From what I understand, the MacOS version of scrivener has something called Wiki Links, that allow you to create quick hyperlinks to other documents simply by writing the name of the document between brackets. Writing [[Bob Smith]] should link to Bob Smiths character document when you click the created link.
Have you turned the feature on yet? It is an opt-in feature since it might be very confusing if you don’t know to expect it. You’ll find the setting in the Corrections tab, in the data detection section.
Yup! It will be in the next user manual revision. I thought it was in this one, but it is all a bit of an ongoing process.
It is easily on my favourite feature list, because I link a lot, and there is no better way to do it than from the keyboard. A good trick: use the Edit ▸ Completions ▸ Complete Document Title shortcut to decrease typing. Dragging search results out of the Quick Search tool is probably the second most used way I create links, and superior when you have a lot of section titles that start with “The” or similar.
If what you type between the brackets isn’t an existing item title, then yes, it will create a new item wherever you chose to place it. If there is a matching title, then it simply links to what already existed. So while it isn’t a true wiki link in the sense of being a passive link to a non-existent thing until you click on it and type, it operates in a similar fashion up front. You don’t need to know whether the thing you wish to reference exists yet, or not.
No idea what you mean by that, sorry. Snapshots are Ctrl+5 as always, and have nothing to do with linking.
You may already know this, but other readers may not. Wikipedia is not the first wiki, it’s just perhaps the most famous. Wikis are pretty well-known for having this kind of simple-to-create link behavior, and as Ioa says, the traditional behavior is that if the linked title doesn’t exist, the link becomes a placeholder for a page to be created at a future date.
For writers who may be using wikis to document their worldbuilding, world bible, etc., this is completely invaluable because you can be creating links to topics that don’t yet exist, so you can go back to them afterwards and then create the new page and all existing references to it automatically become active links.
For me (and, I suspect, man yothers) this makes the use of a separate wiki product less of a need – I can now have a Scrivener project open to document my world bible and use wiki-style links to tie it all together, creating new (blank) pages as required, but still have Scriv’s full power to (say) compile and export only a portion of the document to a collaborator. And then I can have a second project for the active novel I’m working on in that world. As far as I know you can’t use wiki-style links to refer to material in separate projects, but I’m personally okay with that for now.
For those curious about where WikiWiki (the original term) all began, Ward Cunningham’s original concept is still around, though in more of a museum state than a live project, as I understand it. I remember contributing to this thing, back in the day—but most of all, finding myself enthralled by the concept!

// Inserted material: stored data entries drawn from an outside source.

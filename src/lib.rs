//! Test assertions that an element of an HTML document matches expected markup.
//!
//! The element is picked with a CSS selector and must match exactly once. Both
//! the element and the expected markup are canonicalized before comparison, so
//! differences that don't change the markup's meaning (whitespace, attribute
//! order and quoting, `checked` vs `checked="checked"`, `<br>` vs `<br/>`) are
//! ignored. Before anything is compared the whole document is validated,
//! strictly or loosely depending on the [`ValidationMode`].
//!
//! # Example
//! ```ignore
//! use assert_element::assert_element_contains;
//!
//! let page = r#"<main><div id="greeting">
//!     Hello   <b>World</b>
//! </div></main>"#;
//!
//! assert_element_contains!(page, "#greeting", r#"<div id="greeting">Hello <b>World</b></div>"#);
//! ```
//!
//! Response types take part by implementing [`HtmlSource`]:
//! ```ignore
//! use assert_element::{Body, HtmlSource};
//!
//! impl HtmlSource for MyResponse {
//!     fn body(&self) -> Body<'_> {
//!         Body::Bytes(&self.content)
//!     }
//! }
//! ```
//!
//! The validation mode comes from, in order: the assertion itself, the test
//! suite's [`AssertElement::html_mode`], the `ASSERT_ELEMENT_HTML_MODE`
//! setting, and finally [`ValidationMode::Standard`].

/// Asserts that the element matching a selector is equivalent to the expected HTML.
///
/// # Examples
/// ```ignore
/// use assert_element::assert_element_contains;
///
/// assert_element_contains!(
///     "<ul><li id='first'>One</li><li>Two</li></ul>",
///     "#first",
///     "<li id=\"first\">One</li>"
/// );
///
/// // With an explicit validation mode
/// use assert_element::ValidationMode;
/// assert_element_contains!(
///     "<div id='x'>a</span></div>",
///     "#x",
///     "<div id=\"x\">a</div>",
///     ValidationMode::None
/// );
/// ```
#[macro_export]
macro_rules! assert_element_contains {
    (@run $source:expr, $selector:expr, $expected:expr, $mode:expr) => {{
        match (&$source, &$selector, &$expected) {
            (source, selector, expected) => {
                if let Err(err) = $crate::assert_element_contains(source, selector, expected, $mode) {
                    if err.is_configuration_error() {
                        panic!(
                            "\n\
                            assert_element configuration error:\n\
                            {}\
                        ",
                            err
                        );
                    }
                    panic!(
                        "\n\
                        element assertion failed for selector {:?}:\n\
                        {}\
                    ",
                        selector, err
                    );
                }
            }
        }
    }};
    ($source:expr, $selector:expr, $expected:expr $(,)?) => {
        $crate::assert_element_contains!(@run $source, $selector, $expected, ::core::option::Option::None)
    };
    ($source:expr, $selector:expr, $expected:expr, $mode:expr $(,)?) => {
        $crate::assert_element_contains!(@run $source, $selector, $expected, ::core::option::Option::Some($mode))
    };
}

/// Asserts that the element matching a selector exists exactly once but is not
/// equivalent to the given HTML.
///
/// Any failure other than a content mismatch (no match, several matches,
/// invalid markup) still fails the assertion.
///
/// # Examples
/// ```ignore
/// use assert_element::assert_element_not_contains;
///
/// assert_element_not_contains!(
///     "<p id='msg'>Hello</p>",
///     "#msg",
///     "<p id=\"msg\">Goodbye</p>"
/// );
/// ```
#[macro_export]
macro_rules! assert_element_not_contains {
    (@run $source:expr, $selector:expr, $expected:expr, $mode:expr) => {{
        match (&$source, &$selector, &$expected) {
            (source, selector, expected) => {
                match $crate::assert_element_contains(source, selector, expected, $mode) {
                    Err($crate::AssertElementError::ContentMismatch { .. }) => {}
                    Ok(()) => panic!(
                        "\n\
                        element matching {:?} was equivalent but expected to be different:\n\n\
                        HTML:\n\
                        {}\
                    ",
                        selector, expected
                    ),
                    Err(err) => panic!(
                        "\n\
                        element assertion failed for selector {:?}:\n\
                        {}\
                    ",
                        selector, err
                    ),
                }
            }
        }
    }};
    ($source:expr, $selector:expr, $expected:expr $(,)?) => {
        $crate::assert_element_not_contains!(@run $source, $selector, $expected, ::core::option::Option::None)
    };
    ($source:expr, $selector:expr, $expected:expr, $mode:expr $(,)?) => {
        $crate::assert_element_not_contains!(@run $source, $selector, $expected, ::core::option::Option::Some($mode))
    };
}

mod assert;
mod canonical;
mod dom;
mod error;
mod mode;
mod pretty;
mod source;
mod tokenizer;
mod validate;

pub use assert::{
    assert_element_contains, check_element, find_unique_element, AssertElement,
    ElementAssertions, MAX_PREVIEWS, PREVIEW_LENGTH,
};
pub use canonical::{canonicalize, normalize_text, BOOLEAN_ATTRIBUTES};
pub use error::AssertElementError;
pub use mode::{
    EnvSettings, NoSettings, ParseModeError, SettingsProvider, ValidationMode, HTML_MODE_SETTING,
};
pub use pretty::pretty_print;
pub use source::{Body, HtmlSource};
#[cfg(feature = "strict")]
pub use validate::Html5Validator;
pub use validate::{
    check_well_formed, validate, with_doctype, StrictValidator, Validator, DEFAULT_DOCTYPE,
};
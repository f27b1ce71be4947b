//! Looks an element up by selector and compares it against expected markup.

use scraper::{ElementRef, Html, Selector};

use crate::canonical::canonicalize;
use crate::dom::parse_document;
use crate::error::AssertElementError;
use crate::mode::{EnvSettings, SettingsProvider, ValidationMode};
use crate::source::HtmlSource;
use crate::validate::Validator;

/// Number of matches listed when a selector is ambiguous.
pub const MAX_PREVIEWS: usize = 5;
/// Length, in characters, each listed match is cut to.
pub const PREVIEW_LENGTH: usize = 100;

/// Element assertions with a per-suite default validation mode.
///
/// Implement it on a test fixture to give a whole suite its own mode, the way
/// a test class attribute would. The mode an assertion runs with is the first
/// of: the `mode` argument, [`html_mode`](Self::html_mode), the
/// [`HTML_MODE_SETTING`](crate::HTML_MODE_SETTING) read from
/// [`settings`](Self::settings), and finally [`ValidationMode::Standard`].
pub trait AssertElement {
    fn html_mode(&self) -> Option<ValidationMode> {
        None
    }

    fn settings(&self) -> &dyn SettingsProvider {
        &EnvSettings
    }

    /// Validator used before any element is looked at.
    fn validator(&self) -> Validator {
        Validator::default()
    }

    fn resolve_mode(
        &self,
        mode: Option<ValidationMode>,
    ) -> Result<ValidationMode, AssertElementError> {
        let class = self.html_mode();
        let global = match mode.or(class) {
            Some(_) => None,
            None => ValidationMode::from_settings(self.settings())?,
        };
        let resolved = ValidationMode::resolve(mode, class, global);
        log::debug!("using {resolved} HTML validation");
        Ok(resolved)
    }

    /// Asserts that the single element matching `selector` in `source` is
    /// equivalent to `expected` once both are canonicalized.
    fn assert_element_contains<S>(
        &self,
        source: &S,
        selector: &str,
        expected: &str,
        mode: Option<ValidationMode>,
    ) -> Result<(), AssertElementError>
    where
        S: HtmlSource + ?Sized,
    {
        let mode = self.resolve_mode(mode)?;
        compare_element(&self.validator(), source, selector, expected, mode)
    }
}

/// The stock [`AssertElement`] implementation.
pub struct ElementAssertions {
    html_mode: Option<ValidationMode>,
    settings: Box<dyn SettingsProvider>,
    validator: Validator,
}

impl Default for ElementAssertions {
    fn default() -> Self {
        Self::new()
    }
}

impl ElementAssertions {
    /// No suite default; the process environment supplies settings.
    pub fn new() -> Self {
        Self {
            html_mode: None,
            settings: Box::new(EnvSettings),
            validator: Validator::default(),
        }
    }

    /// Strict HTML5 validation unless an assertion asks otherwise.
    pub fn strict() -> Self {
        Self::new().with_mode(ValidationMode::Strict)
    }

    pub fn with_mode(mut self, mode: ValidationMode) -> Self {
        self.html_mode = Some(mode);
        self
    }

    pub fn with_settings(mut self, settings: impl SettingsProvider + 'static) -> Self {
        self.settings = Box::new(settings);
        self
    }

    pub fn with_validator(mut self, validator: Validator) -> Self {
        self.validator = validator;
        self
    }
}

impl AssertElement for ElementAssertions {
    fn html_mode(&self) -> Option<ValidationMode> {
        self.html_mode
    }

    fn settings(&self) -> &dyn SettingsProvider {
        self.settings.as_ref()
    }

    fn validator(&self) -> Validator {
        self.validator
    }
}

/// [`AssertElement::assert_element_contains`] with no suite default.
pub fn assert_element_contains<S>(
    source: &S,
    selector: &str,
    expected: &str,
    mode: Option<ValidationMode>,
) -> Result<(), AssertElementError>
where
    S: HtmlSource + ?Sized,
{
    ElementAssertions::new().assert_element_contains(source, selector, expected, mode)
}

/// Runs the comparison with an already resolved `mode` and the default
/// [`Validator`].
///
/// Validation and selection errors are reported before anything is
/// canonicalized.
pub fn check_element<S>(
    source: &S,
    selector: &str,
    expected: &str,
    mode: ValidationMode,
) -> Result<(), AssertElementError>
where
    S: HtmlSource + ?Sized,
{
    compare_element(&Validator::default(), source, selector, expected, mode)
}

fn compare_element<S>(
    validator: &Validator,
    source: &S,
    selector: &str,
    expected: &str,
    mode: ValidationMode,
) -> Result<(), AssertElementError>
where
    S: HtmlSource + ?Sized,
{
    let content = source.html()?;
    validator.validate(&content, mode)?;

    // Built the same way as the expected side, so the element keeps the
    // structure it was written with.
    let document = parse_document(&content);
    let element = find_unique_element(&document, selector)?;

    let actual = canonicalize(&element.html());
    let expected = canonicalize(expected);
    if actual != expected {
        return Err(AssertElementError::ContentMismatch { actual, expected });
    }
    Ok(())
}

/// The one element in `document` matching `selector`.
pub fn find_unique_element<'a>(
    document: &'a Html,
    selector: &str,
) -> Result<ElementRef<'a>, AssertElementError> {
    let parsed = Selector::parse(selector).map_err(|err| AssertElementError::InvalidSelector {
        selector: selector.to_string(),
        reason: err.to_string(),
    })?;

    let matches: Vec<ElementRef<'a>> = document.select(&parsed).collect();
    log::debug!("selector {selector:?} matched {} elements", matches.len());

    match matches.as_slice() {
        [] => Err(AssertElementError::SelectorNoMatch {
            selector: selector.to_string(),
        }),
        [element] => Ok(*element),
        _ => Err(AssertElementError::SelectorAmbiguous {
            selector: selector.to_string(),
            count: matches.len(),
            previews: previews(&matches),
        }),
    }
}

fn previews(matches: &[ElementRef<'_>]) -> Vec<String> {
    let mut previews: Vec<String> = matches
        .iter()
        .take(MAX_PREVIEWS)
        .map(|element| preview(&element.html()))
        .collect();
    if matches.len() > MAX_PREVIEWS {
        previews.push(format!("... and {} more", matches.len() - MAX_PREVIEWS));
    }
    previews
}

/// `html` on one line, cut to [`PREVIEW_LENGTH`] characters.
fn preview(html: &str) -> String {
    html.split_whitespace()
        .collect::<Vec<_>>()
        .join(" ")
        .chars()
        .take(PREVIEW_LENGTH)
        .collect()
}
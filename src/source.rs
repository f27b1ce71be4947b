use std::borrow::Cow;

use crate::error::AssertElementError;

/// Raw body of something holding HTML.
#[derive(Debug, Clone, Copy, PartialEq, Eq)]
pub enum Body<'a> {
    Text(&'a str),
    Bytes(&'a [u8]),
}

/// Anything an element can be looked up in: an HTML string, or a response
/// type exposing its body.
///
/// ```ignore
/// struct Response { content: Vec<u8> }
///
/// impl HtmlSource for Response {
///     fn body(&self) -> Body<'_> {
///         Body::Bytes(&self.content)
///     }
/// }
/// ```
pub trait HtmlSource {
    fn body(&self) -> Body<'_>;

    /// The body as text, decoding bytes as UTF-8.
    fn html(&self) -> Result<Cow<'_, str>, AssertElementError> {
        match self.body() {
            Body::Text(text) => Ok(Cow::Borrowed(text)),
            Body::Bytes(bytes) => Ok(Cow::Borrowed(std::str::from_utf8(bytes)?)),
        }
    }
}

impl HtmlSource for str {
    fn body(&self) -> Body<'_> {
        Body::Text(self)
    }
}

impl HtmlSource for String {
    fn body(&self) -> Body<'_> {
        Body::Text(self)
    }
}

impl HtmlSource for Cow<'_, str> {
    fn body(&self) -> Body<'_> {
        Body::Text(self)
    }
}

impl HtmlSource for [u8] {
    fn body(&self) -> Body<'_> {
        Body::Bytes(self)
    }
}

impl HtmlSource for Vec<u8> {
    fn body(&self) -> Body<'_> {
        Body::Bytes(self)
    }
}

impl<T: HtmlSource + ?Sized> HtmlSource for &T {
    fn body(&self) -> Body<'_> {
        (**self).body()
    }
}
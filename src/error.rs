use std::fmt;

use pretty_assertions::Comparison;
use thiserror::Error;

use crate::mode::ValidationMode;

/// Everything that can make an element assertion fail.
///
/// Most variants are test failures caused by the content under test.
/// [`StrictValidatorUnavailable`](Self::StrictValidatorUnavailable) and
/// [`InvalidMode`](Self::InvalidMode) are configuration errors instead, see
/// [`is_configuration_error`](Self::is_configuration_error).
#[derive(Debug, Error)]
pub enum AssertElementError {
    #[error("No element found: {selector}")]
    SelectorNoMatch { selector: String },

    #[error(
        "More than one element found ({count}): {selector}\nFound elements:\n{}",
        numbered(.previews)
    )]
    SelectorAmbiguous {
        selector: String,
        count: usize,
        previews: Vec<String>,
    },

    #[error("Invalid selector `{selector}`: {reason}")]
    InvalidSelector { selector: String, reason: String },

    #[error("{}: {diagnostic}", .mode.failure_prefix())]
    MalformedHtml {
        mode: ValidationMode,
        diagnostic: String,
    },

    #[error(
        "strict validation requires a strict validator, which is off without the `strict` feature of assert-element.\n\
         Enable it with: assert-element = {{ version = \"*\", features = [\"strict\"] }}\n\
         Or use ValidationMode::Standard for standard validation."
    )]
    StrictValidatorUnavailable,

    #[error("Invalid HTML validation mode {value:?} for {key} (expected one of: true, standard, strict, false, none)")]
    InvalidMode { key: String, value: String },

    #[error("Response body is not valid UTF-8: {0}")]
    InvalidUtf8(#[from] std::str::Utf8Error),

    #[error(
        "Element content mismatch\n\n\
         actual (canonical):\n{actual}\n\n\
         expected (canonical):\n{expected}\n\n\
         diff (left: actual, right: expected):\n{}",
        Comparison::new(&TagLines(.actual), &TagLines(.expected))
    )]
    ContentMismatch { actual: String, expected: String },
}

impl AssertElementError {
    /// True when the error signals misconfiguration rather than a defect in
    /// the content under test.
    pub fn is_configuration_error(&self) -> bool {
        matches!(
            self,
            Self::StrictValidatorUnavailable | Self::InvalidMode { .. }
        )
    }
}

/// Canonical markup with one tag per line, so a diff points at the tag that
/// differs. Display only: canonical forms have no whitespace between tags.
struct TagLines<'a>(&'a str);

impl fmt::Debug for TagLines<'_> {
    fn fmt(&self, f: &mut fmt::Formatter<'_>) -> fmt::Result {
        f.write_str(&self.0.replace("><", ">\n<"))
    }
}

fn numbered(previews: &[String]) -> String {
    previews
        .iter()
        .enumerate()
        .map(|(i, preview)| format!("  {}. {}", i + 1, preview))
        .collect::<Vec<_>>()
        .join("\n")
}

#[cfg(test)]
mod tests {
    use super::*;
    use pretty_assertions::assert_eq;

    #[test]
    fn test_ambiguous_message_lists_previews() {
        let err = AssertElementError::SelectorAmbiguous {
            selector: ".x".to_string(),
            count: 2,
            previews: vec![
                r#"<div class="x"></div>"#.to_string(),
                r#"<div class="x">b</div>"#.to_string(),
            ],
        };
        assert_eq!(
            err.to_string(),
            "More than one element found (2): .x\nFound elements:\n  1. <div class=\"x\"></div>\n  2. <div class=\"x\">b</div>"
        );
    }

    #[test]
    fn test_malformed_message_depends_on_mode() {
        let standard = AssertElementError::MalformedHtml {
            mode: ValidationMode::Standard,
            diagnostic: "boom".to_string(),
        };
        assert_eq!(
            standard.to_string(),
            "Response content is not valid HTML: boom"
        );

        let strict = AssertElementError::MalformedHtml {
            mode: ValidationMode::Strict,
            diagnostic: "boom".to_string(),
        };
        assert_eq!(
            strict.to_string(),
            "Response content failed strict HTML5 validation: boom"
        );
    }

    #[test]
    fn test_configuration_errors() {
        assert!(AssertElementError::StrictValidatorUnavailable.is_configuration_error());
        assert!(AssertElementError::InvalidMode {
            key: "K".to_string(),
            value: "maybe".to_string(),
        }
        .is_configuration_error());
        assert!(!AssertElementError::SelectorNoMatch {
            selector: "#a".to_string(),
        }
        .is_configuration_error());
    }

    #[test]
    fn test_mismatch_shows_both_forms() {
        let err = AssertElementError::ContentMismatch {
            actual: "<p>a</p>".to_string(),
            expected: "<p>b</p>".to_string(),
        };
        let message = err.to_string();
        assert!(message.contains("actual (canonical):\n<p>a</p>"));
        assert!(message.contains("expected (canonical):\n<p>b</p>"));
    }

    #[test]
    fn test_mismatch_diff_is_line_per_tag() {
        let actual = "<ul class=\"a\"><li>One</li><li>Two</li></ul>";
        assert_eq!(
            format!("{:?}", TagLines(actual)),
            "<ul class=\"a\">\n<li>One</li>\n<li>Two</li>\n</ul>"
        );

        let err = AssertElementError::ContentMismatch {
            actual: actual.to_string(),
            expected: "<ul class=\"a\"><li>One</li><li>Three</li></ul>".to_string(),
        };
        let message = err.to_string();
        let diff = message
            .split("diff (left: actual, right: expected):\n")
            .nth(1)
            .unwrap();
        assert!(!diff.contains("\\\""));
        assert!(diff.contains("<li>One</li>"));
        assert!(diff.lines().count() >= 4);
    }
}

A simple question from a simple mind, one which is not yet using the beta: are the links created by this wiki process the same as Scrivener links, i.e., links to other files within a Scrivener project? IOW, is this a way to create Scrivener links without taking one’s hands off the keyboard?
Thanks, Jim, and many thanks to whoever thought of this and implemented it! Hands-on-KB is my preferred mode of working, so this sounds great. Actually, I thought Alt+Click/Drag to create a link was very cool, but this will be better. Assuming relatively short names in the Binder, at least; for some of mine, it will become a cost-benefit analysis to decide between mousing and typing.